JAKARTA - Asosiasi Pengusaha Indonesia (Apindo) meminta pemerintah untuk mengubah cara pandangnya dalam melihat sektor properti. Hal ini menyusul permintaan pengusaha properti untuk mendapatkan stimulus dari pemerintah di tengah kondisi pandemi virus corona atau COVID-19.
Ketua Apindo bidang Properti, Sanny Iskandar mengatakan, sektor properti tidak bisa dilihat orientasinya selalu hanya komersil semata. Namun, lebih dari itu, sektor properti adalah penunjang pemerintah di bidang infrastruktur.
"Harusnya pemerintah melihat ini adalah kepanjangan tangan dari pemerintah. Karena bagian dari bisnis atau dunia usaha selalu berhubungan dengan infrastruktur. Harus dilihat seperti itu, jangan dilihat dari sisi komersil saja," ujar Sanny beberapa waktu lalu.
Menurut Sanny, pengusaha di bidang properti juga tidak selalu berhubungan dengan mal atau pusat perbelanjaan, hotel, maupun perkantoran. Tetapi, tidak sedikit pengembang atau developer yang mengerjakan proyek pembangunan perusahaan nasional.

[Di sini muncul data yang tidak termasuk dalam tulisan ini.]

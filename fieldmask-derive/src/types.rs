//! Type classification for the derive macro.
//!
//! Classification is syntactic and only picks the descriptor kind and the
//! copy shortcuts. Fields with a directive are always dispatched through
//! `Maskable`, so a type alias of `String` is still masked.

/// Checks if a type is `PhantomData<...>` or `std::marker::PhantomData<...>`.
///
/// `PhantomData<T>` never carries data, so it is cloned without requiring
/// `T: Maskable`.
pub(crate) fn is_phantom_data(ty: &syn::Type) -> bool {
    if let syn::Type::Path(path) = ty {
        if let Some(last_segment) = path.path.segments.last() {
            return last_segment.ident == "PhantomData"
                && matches!(
                    last_segment.arguments,
                    syn::PathArguments::AngleBracketed(_)
                );
        }
    }
    false
}

/// Checks if a type is an owned string: `String`, `std::string::String`,
/// `alloc::string::String` (optionally with a leading `::`).
pub(crate) fn is_string_type(ty: &syn::Type) -> bool {
    let syn::Type::Path(path) = ty else {
        return false;
    };
    if path.qself.is_some() {
        return false;
    }
    let segments: Vec<String> = path
        .path
        .segments
        .iter()
        .map(|segment| {
            if segment.arguments.is_empty() {
                segment.ident.to_string()
            } else {
                String::new()
            }
        })
        .collect();
    let segments: Vec<&str> = segments.iter().map(String::as_str).collect();
    matches!(
        segments.as_slice(),
        ["String"] | ["std" | "alloc", "string", "String"]
    )
}

/// Checks if a type is a recognized scalar primitive.
///
/// Returns `true` for bare primitive type names like `i32`, `bool`, `f64`.
/// Qualified paths, generic types and aliases are not scalars.
pub(crate) fn is_scalar_type(ty: &syn::Type) -> bool {
    if let syn::Type::Path(path) = ty {
        if path.qself.is_some() || path.path.leading_colon.is_some() {
            return false;
        }
        if path.path.segments.len() != 1 {
            return false;
        }
        if let Some(segment) = path.path.segments.last() {
            if !segment.arguments.is_empty() {
                return false;
            }
            let ident = &segment.ident;
            matches!(
                ident.to_string().as_str(),
                "i8" | "i16"
                    | "i32"
                    | "i64"
                    | "i128"
                    | "isize"
                    | "u8"
                    | "u16"
                    | "u32"
                    | "u64"
                    | "u128"
                    | "usize"
                    | "f32"
                    | "f64"
                    | "bool"
                    | "char"
            )
        } else {
            false
        }
    } else {
        false
    }
}

#[cfg(test)]
mod tests {
    use quote::quote;

    use super::*;

    fn parse_type(tokens: proc_macro2::TokenStream) -> syn::Type {
        syn::parse2(tokens).expect("should parse as Type")
    }

    #[test]
    fn phantom_data_bare_detected() {
        let ty = parse_type(quote! { PhantomData<T> });
        assert!(is_phantom_data(&ty));
    }

    #[test]
    fn phantom_data_std_marker_detected() {
        let ty = parse_type(quote! { ::std::marker::PhantomData<T> });
        assert!(is_phantom_data(&ty));
    }

    #[test]
    fn not_phantom_data_option() {
        let ty = parse_type(quote! { Option<T> });
        assert!(!is_phantom_data(&ty));
    }

    #[test]
    fn string_detected() {
        assert!(is_string_type(&parse_type(quote! { String })));
        assert!(is_string_type(&parse_type(quote! { std::string::String })));
        assert!(is_string_type(&parse_type(
            quote! { ::alloc::string::String }
        )));
    }

    #[test]
    fn wrapped_string_is_not_string() {
        assert!(!is_string_type(&parse_type(quote! { Option<String> })));
        assert!(!is_string_type(&parse_type(quote! { Box<String> })));
        assert!(!is_string_type(&parse_type(quote! { &'static str })));
        assert!(!is_string_type(&parse_type(quote! { my::String })));
    }

    #[test]
    fn scalar_i32_detected() {
        let ty = parse_type(quote! { i32 });
        assert!(is_scalar_type(&ty));
    }

    #[test]
    fn scalar_char_detected() {
        let ty = parse_type(quote! { char });
        assert!(is_scalar_type(&ty));
    }

    #[test]
    fn string_is_not_scalar() {
        let ty = parse_type(quote! { String });
        assert!(!is_scalar_type(&ty));
    }

    #[test]
    fn qualified_path_is_not_scalar() {
        let ty = parse_type(quote! { std::primitive::i32 });
        assert!(!is_scalar_type(&ty));
    }
}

"Jadi ini kan betul-betul efek sosialnya ini luar biasa. Kalau tidak ada pengembang-pengembang seperti yang besar-besar ini, mana ada yang namanya kota seperti Bintaro Jaya, BSD, kota-kota mandiri maupun menengah, termasuk skala kecil," katanya.
BACA JUGA:
Sanny menjelaskan, perusahaan properti besar mungkin masih bisa bertahan di tengah pandemi COVID-19 ini. Namun, pemerintah juga harus memikirkan nasib pengembang kecil di daerah-daerah. Sebab, arus kas perusahaan pengembang hunian untuk masyarakat berpenghasilan rendah (MBR) ini dikhawatirkan tidak cukup untuk bertahan.
"Dunia usaha pengembang properti ini bervariasi dan kalau kita perhatikan yang ada di perusahaan MBR ini banyak, ini yang kita khawatirkan. Bukan berarti yang non-MBR kita enggak khawatir, akan tetapi MBR ini lebih rentan terganggu cashflow-nya," tuturnya.
Sementara itu, Sekretaris Apindo Eddy Hussy berujar, pengembang MBR dapat dikatakan sama dengan usaha mikro, kecil, dan menengah (UMKM). Pengembang yang membangun program sejuta rumah ini membutuhkan insentif dalan realisasi KPR yang saat ini masih mengalami kendala di lapangan.
"Apabila konsumen beli rumah ini prosesnya lambat atau ada kriteria ketat dari bank. Bank juga selektif dan menolak sehingga mereka (pengembang MBR) penjualannya terganggu. Oleh karena itu, saat COVID-19 ini harus ada relaksasi khusus supaya betul-betul bisa KPR, rumah terjual, arus kas berputar. Akan tetapi kenyatannya masih terbatas," kata Eddy.